(Collected data entries)
......

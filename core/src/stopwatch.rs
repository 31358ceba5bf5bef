//! Stopwatch state machine.
//!
//! The displayed value is derived, never accumulated frame by frame:
//!
//! ```text
//! running: displayed = floor10(now - started_at) + offset
//! stopped: displayed = offset
//! ```
//!
//! Pausing folds the running value into `offset`, so pause/resume cycles
//! neither lose nor double-count time.

use std::time::Instant;

use tracing::debug;

use task_timer_types::ui::ActionLabel;
use task_timer_types::{ElapsedMs, SecondsAdjustment};

use crate::clock::{Clock, SystemClock};

#[derive(Debug, Clone, Copy, PartialEq, Eq)]
pub enum RunState {
    Stopped,
    Running { started_at: Instant },
}

#[derive(Debug, Clone)]
pub struct Stopwatch<C: Clock = SystemClock> {
    clock: C,
    state: RunState,
    /// Signed so that a negative adjustment made while running can still be
    /// outweighed by the time that keeps accruing.
    offset_ms: i64,
    displayed: ElapsedMs,
}

impl Stopwatch<SystemClock> {
    #[must_use]
    pub fn new() -> Self {
        Self::with_clock(SystemClock)
    }
}

impl Default for Stopwatch<SystemClock> {
    fn default() -> Self {
        Self::new()
    }
}

impl<C: Clock> Stopwatch<C> {
    pub fn with_clock(clock: C) -> Self {
        Self {
            clock,
            state: RunState::Stopped,
            offset_ms: 0,
            displayed: ElapsedMs::ZERO,
        }
    }

    #[must_use]
    pub fn state(&self) -> RunState {
        self.state
    }

    #[must_use]
    pub fn is_running(&self) -> bool {
        matches!(self.state, RunState::Running { .. })
    }

    /// Value shown as of the last [`tick`](Self::tick) or state change.
    #[must_use]
    pub fn displayed(&self) -> ElapsedMs {
        self.displayed
    }

    /// Accumulated offset in milliseconds (time carried over from earlier runs
    /// plus adjustments).
    #[must_use]
    pub fn offset_ms(&self) -> i64 {
        self.offset_ms
    }

    #[must_use]
    pub fn action_label(&self) -> ActionLabel {
        if self.is_running() {
            ActionLabel::Pause
        } else if self.displayed.is_zero() {
            ActionLabel::Start
        } else {
            ActionLabel::Resume
        }
    }

    /// Value as of right now, without touching the cached display.
    #[must_use]
    pub fn current(&self) -> ElapsedMs {
        match self.state {
            RunState::Stopped => ElapsedMs::ZERO.saturating_add_signed(self.offset_ms),
            RunState::Running { started_at } => {
                let elapsed =
                    ElapsedMs::from(self.clock.now().saturating_duration_since(started_at));
                elapsed.quantized().saturating_add_signed(self.offset_ms)
            }
        }
    }

    /// Refreshes the displayed value. Returns `true` when it changed.
    pub fn tick(&mut self) -> bool {
        let next = self.current();
        let changed = next != self.displayed;
        self.displayed = next;
        changed
    }

    pub fn start(&mut self) {
        if self.is_running() {
            return;
        }
        self.state = RunState::Running {
            started_at: self.clock.now(),
        };
        self.displayed = self.current();
        debug!(offset_ms = self.offset_ms, "Stopwatch started");
    }

    pub fn pause(&mut self) {
        if !self.is_running() {
            return;
        }
        let value = self.current();
        self.offset_ms = to_offset(value);
        self.state = RunState::Stopped;
        self.displayed = value;
        debug!(elapsed_ms = value.as_millis(), "Stopwatch paused");
    }

    /// Start when stopped, pause when running.
    pub fn toggle(&mut self) -> RunState {
        if self.is_running() {
            self.pause();
        } else {
            self.start();
        }
        self.state
    }

    pub fn reset(&mut self) {
        self.state = RunState::Stopped;
        self.offset_ms = 0;
        self.displayed = ElapsedMs::ZERO;
        debug!("Stopwatch reset");
    }

    /// Merges a time adjustment. Applies to the display immediately when
    /// stopped; a running stopwatch picks it up on the next tick.
    pub fn adjust(&mut self, adjustment: SecondsAdjustment) {
        self.offset_ms = self.offset_ms.saturating_add(adjustment.as_millis());
        if !self.is_running() {
            // A stopped stopwatch has nothing left to absorb a negative offset.
            self.offset_ms = self.offset_ms.max(0);
            self.displayed = self.current();
        }
        debug!(
            seconds = adjustment.seconds(),
            offset_ms = self.offset_ms,
            "Stopwatch adjusted"
        );
    }
}

fn to_offset(value: ElapsedMs) -> i64 {
    i64::try_from(value.as_millis()).unwrap_or(i64::MAX)
}

#[cfg(test)]
mod tests {
    use super::{RunState, Stopwatch};
    use crate::clock::ManualClock;
    use task_timer_types::SecondsAdjustment;
    use task_timer_types::ui::ActionLabel;

    fn stopwatch() -> (Stopwatch<ManualClock>, ManualClock) {
        let clock = ManualClock::new();
        (Stopwatch::with_clock(clock.clone()), clock)
    }

    fn secs(seconds: i64) -> SecondsAdjustment {
        SecondsAdjustment::new(seconds).unwrap()
    }

    #[test]
    fn new_stopwatch_is_stopped_at_zero() {
        let (sw, _) = stopwatch();
        assert_eq!(sw.state(), RunState::Stopped);
        assert!(sw.displayed().is_zero());
        assert_eq!(sw.action_label(), ActionLabel::Start);
    }

    #[test]
    fn running_time_is_floored_to_ten_millis() {
        let (mut sw, clock) = stopwatch();
        sw.start();
        clock.advance_millis(1_237);
        assert!(sw.tick());
        assert_eq!(sw.displayed().as_millis(), 1_230);
        assert_eq!(sw.action_label(), ActionLabel::Pause);
    }

    #[test]
    fn tick_reports_unchanged_display() {
        let (mut sw, clock) = stopwatch();
        sw.start();
        clock.advance_millis(20);
        assert!(sw.tick());
        clock.advance_millis(5);
        assert!(!sw.tick());
    }

    #[test]
    fn pause_freezes_and_resume_continues() {
        let (mut sw, clock) = stopwatch();
        sw.toggle();
        clock.advance_millis(2_500);
        assert!(matches!(sw.toggle(), RunState::Stopped));
        assert_eq!(sw.displayed().as_millis(), 2_500);
        assert_eq!(sw.action_label(), ActionLabel::Resume);

        clock.advance_millis(10_000);
        sw.tick();
        assert_eq!(sw.displayed().as_millis(), 2_500);

        sw.toggle();
        clock.advance_millis(1_000);
        sw.tick();
        assert_eq!(sw.displayed().as_millis(), 3_500);
    }

    #[test]
    fn repeated_pause_resume_does_not_drift() {
        let (mut sw, clock) = stopwatch();
        for _ in 0..5 {
            sw.start();
            clock.advance_millis(1_005);
            sw.pause();
        }
        // Each run is floored to 1000ms before being folded into the offset.
        assert_eq!(sw.displayed().as_millis(), 5_000);
    }

    #[test]
    fn start_and_pause_are_idempotent() {
        let (mut sw, clock) = stopwatch();
        sw.start();
        clock.advance_millis(500);
        sw.start();
        clock.advance_millis(500);
        sw.tick();
        assert_eq!(sw.displayed().as_millis(), 1_000);

        sw.pause();
        sw.pause();
        assert_eq!(sw.offset_ms(), 1_000);
    }

    #[test]
    fn reset_returns_to_start() {
        let (mut sw, clock) = stopwatch();
        sw.start();
        clock.advance_millis(4_000);
        sw.adjust(secs(30));
        sw.reset();
        assert_eq!(sw.state(), RunState::Stopped);
        assert!(sw.displayed().is_zero());
        assert_eq!(sw.offset_ms(), 0);
        assert_eq!(sw.action_label(), ActionLabel::Start);
        assert_eq!(sw.displayed().to_string(), "00:00:00:00");
    }

    #[test]
    fn adjust_while_stopped_updates_display_immediately() {
        let (mut sw, _) = stopwatch();
        sw.adjust(secs(90));
        assert_eq!(sw.displayed().as_millis(), 90_000);
        assert_eq!(sw.displayed().to_string(), "00:01:30:00");
        // Time was added but the stopwatch never ran.
        assert_eq!(sw.action_label(), ActionLabel::Resume);
    }

    #[test]
    fn adjust_while_running_applies_on_next_tick() {
        let (mut sw, clock) = stopwatch();
        sw.start();
        clock.advance_millis(1_000);
        sw.tick();
        sw.adjust(secs(60));
        assert_eq!(sw.displayed().as_millis(), 1_000);
        sw.tick();
        assert_eq!(sw.displayed().as_millis(), 61_000);
    }

    #[test]
    fn negative_adjustment_clamps_at_zero_when_stopped() {
        let (mut sw, _) = stopwatch();
        sw.adjust(secs(10));
        sw.adjust(secs(-25));
        assert!(sw.displayed().is_zero());
        assert_eq!(sw.offset_ms(), 0);
        assert_eq!(sw.action_label(), ActionLabel::Start);
    }

    #[test]
    fn negative_adjustment_while_running_is_absorbed_by_elapsed_time() {
        let (mut sw, clock) = stopwatch();
        sw.start();
        clock.advance_millis(3_000);
        sw.adjust(secs(-5));
        sw.tick();
        assert!(sw.displayed().is_zero());

        clock.advance_millis(4_000);
        sw.tick();
        assert_eq!(sw.displayed().as_millis(), 2_000);

        sw.pause();
        assert_eq!(sw.offset_ms(), 2_000);
    }
}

......

**EXERCISE BRIEF:** Scan the data for the string "ElapsedMs" and copy each line in which it occurs.

**TASK RESULT:**
use task_timer_types::{ElapsedMs, SecondsAdjustment};
    displayed: ElapsedMs,
            displayed: ElapsedMs::ZERO,
    pub fn displayed(&self) -> ElapsedMs {
    pub fn current(&self) -> ElapsedMs {
            RunState::Stopped => ElapsedMs::ZERO.saturating_add_signed(self.offset_ms),
                    ElapsedMs::from(self.clock.now().saturating_duration_since(started_at));
        self.displayed = ElapsedMs::ZERO;
fn to_offset(value: ElapsedMs) -> i64 {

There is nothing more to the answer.